(THE DATA)

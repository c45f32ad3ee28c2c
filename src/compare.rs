//! Shopping-list comparison.
//!
//! [`compare`] validates the whole list up front, then matches each item
//! independently and assembles one [`ComparisonResult`] per item, in input
//! order. Each result carries one quote per known supermarket (ascending)
//! and the cheapest found quote as `best_option`, ties going to the
//! smallest supermarket identifier.

use tracing::debug;

use crate::error::{CompareError, ValidationError};
use crate::matcher::{match_item, Match};
use crate::models::{ComparisonResult, ShoppingItem, SupermarketQuote};
use crate::store::CatalogStore;

/// Checks every item; the first offending one rejects the whole list.
pub fn validate(items: &[ShoppingItem]) -> Result<(), ValidationError> {
    if items.is_empty() {
        return Err(ValidationError::EmptyList);
    }
    for (index, item) in items.iter().enumerate() {
        if item.name.trim().is_empty() {
            return Err(ValidationError::EmptyName { index });
        }
        if item.quantity < 1 {
            return Err(ValidationError::InvalidQuantity {
                index,
                quantity: item.quantity,
            });
        }
    }
    Ok(())
}

/// Compares every item of a shopping list across all known supermarkets.
pub async fn compare(
    store: &dyn CatalogStore,
    items: &[ShoppingItem],
    threshold: f64,
) -> Result<Vec<ComparisonResult>, CompareError> {
    validate(items)?;

    let mut out = Vec::with_capacity(items.len());
    for item in items {
        let matches = match_item(store, item, threshold).await?;
        let results: Vec<SupermarketQuote> = matches
            .into_iter()
            .map(|(supermarket, m)| match m {
                Some(m) => quote(supermarket, m),
                None => SupermarketQuote::not_found(supermarket),
            })
            .collect();
        let best_option = best_option(&results).cloned();
        debug!(
            item = %item.name,
            supermarkets = results.len(),
            found = results.iter().filter(|q| q.found).count(),
            best = best_option.as_ref().map(|q| q.supermarket.as_str()).unwrap_or("-"),
            "compared item"
        );
        out.push(ComparisonResult {
            item: item.clone(),
            results,
            best_option,
        });
    }
    Ok(out)
}

fn quote(supermarket: String, m: Match) -> SupermarketQuote {
    SupermarketQuote {
        supermarket,
        found: true,
        price: Some(m.record.price),
        promotion: m.record.promotion,
        product_name: Some(m.record.display_name),
        match_kind: Some(m.kind),
        score: Some(m.score),
    }
}

/// Cheapest found quote; equal prices resolve to the smallest supermarket.
pub fn best_option(results: &[SupermarketQuote]) -> Option<&SupermarketQuote> {
    results
        .iter()
        .filter_map(|q| match (q.found, q.price) {
            (true, Some(price)) => Some((price, q)),
            _ => None,
        })
        .min_by(|(pa, qa), (pb, qb)| pa.cmp(pb).then_with(|| qa.supermarket.cmp(&qb.supermarket)))
        .map(|(_, q)| q)
}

(End THE DATA)

## TASK GOAL
Lines holding the word "ComparisonResult" should be copied from the entries above.

## RESULT FOR THIS TASK
//! independently and assembles one [`ComparisonResult`] per item, in input
use crate::models::{ComparisonResult, ShoppingItem, SupermarketQuote};
) -> Result<Vec<ComparisonResult>, CompareError> {
        out.push(ComparisonResult {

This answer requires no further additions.